Journal of the American Chemical Society, Vol.121, No.39, 9008-9012, 1999
R-factor, free R, and complete cross-validation for dipolar coupling refinement of NMR structures
NMR structure determination of macromolecules involves a minimization problem in which atomic models, subject to restraints relating to idealized covalent geometry and nonbonded contacts, are fitted to experimental observables. The latter comprise restraints between atoms separated by less than or equal to 6 Angstrom, such as NOE-derived interproton distances, torsion angles, coupling constants, and chemical shifts, as well as restraints that provide direct information on long-range order such as dipolar couplings. An expression for the dipolar coupling R-factor is derived which provides a quantitative and readily interpretable measure of the agreement between observed and calculated dipolar couplings. The dipolar R-factor expresses the ratio of the observed rms difference between observed and calculated values with that expected for a totally random distribution of vectors.
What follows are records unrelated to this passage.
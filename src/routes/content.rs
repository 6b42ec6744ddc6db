//! Handlers serving files from the content root.
//!
//! HTML responses are variant-rendered unless the deployment variant is the
//! passthrough value, in which case the original bytes go out unchanged.
//! Everything else is delegated to tower-http's file service so content
//! type and conditional-request handling behave like any static server.

use axum::{
    body::Body,
    extract::{Path, Request, State},
    response::{Html, IntoResponse, Response},
};
use tower::util::ServiceExt;
use tower_http::services::ServeFile;
use tracing::instrument;

use crate::config::PASSTHROUGH_VARIANT;
use crate::content::ServedFile;
use crate::error::AppError;
use crate::render::inject_variant_banner;
use crate::state::AppState;

/// Root page handler.
#[instrument(name = "content::index", skip(state))]
pub async fn index(State(state): State<AppState>) -> Result<Response, AppError> {
    serve(&state, "index.html").await
}

/// Wildcard handler for arbitrary files under the content root.
#[instrument(name = "content::serve_path", skip(state))]
pub async fn serve_path(
    State(state): State<AppState>,
    Path(path): Path<String>,
) -> Result<Response, AppError> {
    serve(&state, &path).await
}

async fn serve(state: &AppState, requested: &str) -> Result<Response, AppError> {
    let file = state.content.resolve(requested)?;

    if file.is_html() && state.config.variant != PASSTHROUGH_VARIANT {
        let html = tokio::fs::read_to_string(&file.path).await?;
        let rendered = inject_variant_banner(&html, &state.config.variant);
        return Ok(Html(rendered).into_response());
    }

    send_file(&file).await
}

/// Serves the resolved file as-is via tower-http.
async fn send_file(file: &ServedFile) -> Result<Response, AppError> {
    let request = Request::builder()
        .body(Body::empty())
        .map_err(|err| AppError::Internal(err.to_string()))?;

    match ServeFile::new(&file.path).oneshot(request).await {
        Ok(response) => Ok(response.into_response()),
        Err(infallible) => match infallible {},
    }
}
The latter can be calculated exactly from the magnitude of the alignment tensor. The dipolar R-factor scales between 0 and 1, where a value of 0 indicates perfect agreement between observed and calculated dipolar couplings, and a completely random structure yields a value of 1. The dipolar coupling R-factor is readily amenable to complete cross-validation, with multiple pairs of working and test data sets, thereby permitting one to assess the quality of the fit to the experimental dipolar couplings and to avoid overfitting the experimental data. The application of the dipolar R-factor with complete cross-validation is demonstrated using experimental data for the protein cyanovirin-N.